The Second Division consisted of the regular members and in

addition Referee Charles W. Anrod when the award was rendered.


PARTIES TO DISPUTE:

SYSTEM FEDERATION NO. 41, RAILWAY EMPLOYES'

DEPARTMENT, A. F. of L.-C. I. 0. (Carmen)


THE CHESAPEAKE AND OHIO RAILWAY COMPANY

(Southern Region and Hocking Division)


DISPUTE: CLAIM OF EMPLOYES: 1. That Carman Gordon R. LeGrand was unjustly dealt with when he was dismissed from service March 11, 1960.


2. That accordingly the Carrier be ordered to restore Gordon R. LeGrand to service with seniority unimpaired and compensate him for all time lost subsequent to February 17, 1960.


EMPLOYES' STATEMENT OF FACTS: Prior to February 17, 1960, Carman Gordon R. LeGrand was actively employed as carman at Parsons Shops, Columbus, Ohio, Chesapeake and Ohio Railway Company.

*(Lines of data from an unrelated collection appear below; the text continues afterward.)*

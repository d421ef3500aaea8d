use std::collections::BTreeMap;
use std::path::PathBuf;

use anyhow::Result;
use extract::{Extractor, StatsSnapshot};
use ingest::{DocumentKind, FileReader, InputLayout, ingest_file};
use serde::Serialize;
use tracing::{info, warn};

use crate::aggregate::{AggregationContext, AggregationPolicy};
use crate::render::{RenderReport, Renderer};

#[derive(Debug, Clone)]
pub struct BuildOptions {
    /// DOCX files with less text than this are skipped.
    pub min_docx_chars: usize,
}

impl Default for BuildOptions {
    fn default() -> Self {
        Self { min_docx_chars: 50 }
    }
}

#[derive(Debug, Clone, Serialize)]
pub struct SkippedDocument {
    pub path: PathBuf,
    pub reason: String,
}

#[derive(Debug, Clone, Serialize)]
pub struct BuildReport {
    pub started_at: String,
    pub discovered: usize,
    pub processed: BTreeMap<DocumentKind, usize>,
    pub skipped: Vec<SkippedDocument>,
    pub extraction: StatsSnapshot,
    pub people: usize,
    pub organizations: usize,
    pub technologies: usize,
    pub topics: usize,
    pub meetings: usize,
    pub relationships: usize,
    pub rendered: RenderReport,
}

/// Run the whole build: discover, read, extract, aggregate, render.
/// Documents are handled one at a time; a document that cannot be read is
/// logged and skipped.
pub async fn build(
    input: &InputLayout,
    reader: &FileReader,
    extractor: &Extractor,
    policy: &AggregationPolicy,
    renderer: &Renderer,
    options: &BuildOptions,
) -> Result<BuildReport> {
    let started_at = chrono::Local::now().to_rfc3339();
    let documents = input.discover();
    info!(root = ?input.root, documents = documents.len(), "Discovered input documents");

    let mut context = AggregationContext::new();
    let mut skipped = Vec::new();

    for doc in &documents {
        let artifact = match ingest_file(reader, doc).await {
            Ok(artifact) => artifact,
            Err(e) => {
                warn!(path = ?doc.path, error = %e, "Skipping unreadable document");
                skipped.push(SkippedDocument {
                    path: doc.path.clone(),
                    reason: e.to_string(),
                });
                continue;
            }
        };

        let is_docx = doc.path.extension().is_some_and(|e| e.eq_ignore_ascii_case("docx"));
        if is_docx && artifact.text.trim().chars().count() < options.min_docx_chars {
            warn!(path = ?doc.path, "Skipping DOCX with too little text");
            skipped.push(SkippedDocument {
                path: doc.path.clone(),
                reason: format!("less than {} characters of text", options.min_docx_chars),
            });
            continue;
        }

        info!(path = ?doc.path, kind = doc.kind.label(), "Processing document");
        let extraction = extractor
            .extract(&artifact.text, &artifact.source_str(), doc.kind.label())
            .await;
        context.absorb(&artifact, extraction);
    }

    let processed = context.documents.clone();
    let set = context.finalize(extractor, policy).await;
    let rendered = renderer.render(&set);

    let report = BuildReport {
        started_at,
        discovered: documents.len(),
        processed,
        skipped,
        extraction: extractor.stats(),
        people: set.people.len(),
        organizations: set.organizations.len(),
        technologies: set.technologies.len(),
        topics: set.topics.len(),
        meetings: set.meetings.len(),
        relationships: set.relationships.len(),
        rendered,
    };
    info!(
        discovered = report.discovered,
        skipped = report.skipped.len(),
        files = report.rendered.total(),
        "Build complete"
    );
    Ok(report)
}

#[cfg(test)]
mod tests {
    use super::*;
    use crate::layout::KnowledgeLayout;
    use async_trait::async_trait;
    use extract::{ExtractError, Extraction, ExtractionBackend, MeetingRecord, PersonRecord};
    use std::fs;

    /// Answers by document type, the way the model would for each kind.
    struct ScriptedBackend;

    #[async_trait]
    impl ExtractionBackend for ScriptedBackend {
        async fn extract(&self, _text: &str, _source: &str, doc_type: &str) -> Result<Extraction, ExtractError> {
            let mut extraction = Extraction::empty();
            match doc_type {
                "LinkedIn Profile" => {
                    let mut person = PersonRecord::named("Jane Doe");
                    person.company = Some("Proximus".into());
                    person.skills = vec!["Azure".into()];
                    extraction.people.push(person);
                    extraction.organizations.push("Proximus".into());
                    extraction.technologies.push("Azure".into());
                }
                "Meeting Notes" => {
                    extraction.meetings.push(MeetingRecord {
                        title: "Kickoff".into(),
                        attendees: vec!["Jane".into()],
                        topics: vec!["AI roadmap".into()],
                        ..Default::default()
                    });
                    extraction.topics.push("AI roadmap".into());
                    extraction.technologies.push("Obscure Tool".into());
                }
                _ => return Err(ExtractError::EmptyReply),
            }
            Ok(extraction)
        }

        async fn consolidate(&self, names: &[String]) -> Result<Vec<String>, ExtractError> {
            Ok(names.to_vec())
        }
    }

    #[tokio::test]
    async fn test_build_end_to_end() {
        let raw = tempfile::tempdir().unwrap();
        let out = tempfile::tempdir().unwrap();

        let profiles = raw.path().join("LinkedIn/Markdown (enhanced for AI interpretation)");
        fs::create_dir_all(&profiles).unwrap();
        fs::write(profiles.join("jane.md"), "Jane Doe, CTO at Proximus").unwrap();

        let meetings = raw.path().join("Internal Account Discussions");
        fs::create_dir_all(&meetings).unwrap();
        fs::write(meetings.join("kickoff.md"), "Kickoff on 2025-01-14 with Jane").unwrap();
        fs::write(raw.path().join("broken.docx"), "not a zip").unwrap();

        let renderer = Renderer::new(KnowledgeLayout::new(out.path()), vec!["microsoft".into()]);
        let report = build(
            &InputLayout::new(raw.path()),
            &FileReader::default(),
            &Extractor::new(Box::new(ScriptedBackend)),
            &AggregationPolicy::default(),
            &renderer,
            &BuildOptions::default(),
        )
        .await
        .unwrap();

        assert_eq!(report.discovered, 3);
        assert_eq!(report.skipped.len(), 1);
        assert_eq!(report.processed[&DocumentKind::LinkedInProfile], 1);
        assert_eq!(report.extraction.ai_extractions, 2);
        assert_eq!(report.technologies, 1); // only the allow-listed one survives
        assert_eq!(report.rendered.meetings, 1);

        let meeting = fs::read_to_string(out.path().join("events/meetings/kickoff.md")).unwrap();
        assert!(meeting.contains("- [[jane-doe|Jane Doe]]"));
        assert!(meeting.contains("2025-01-14"));
        assert!(out.path().join("entities/organizations/proximus.md").exists());
        assert!(!out.path().join("entities/technologies/obscure-tool.md").exists());
    }
}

On February 17, 1960, LeGrand presented his resignation as carman at Parsons Shops to Mr. A. B. Ray, general car foreman, and the resignation was accepted by Mr. Ray. Mr. LeGrand has seniority as carman at Huntington Shops, Huntington, West Virginia, date of 8-13-1954, and that seniority was not relinquished at that time and Mr. LeGrand was on furlough as carnlan at that time and is still on furlough at Huntington Shops, Huntington, West Virginia.


After his resignation as carman, Mr. LeGrand was charged with conduct unbecoming to an employe and using abusive language to superior officer at Parsons, Ohio on February 17, 1960.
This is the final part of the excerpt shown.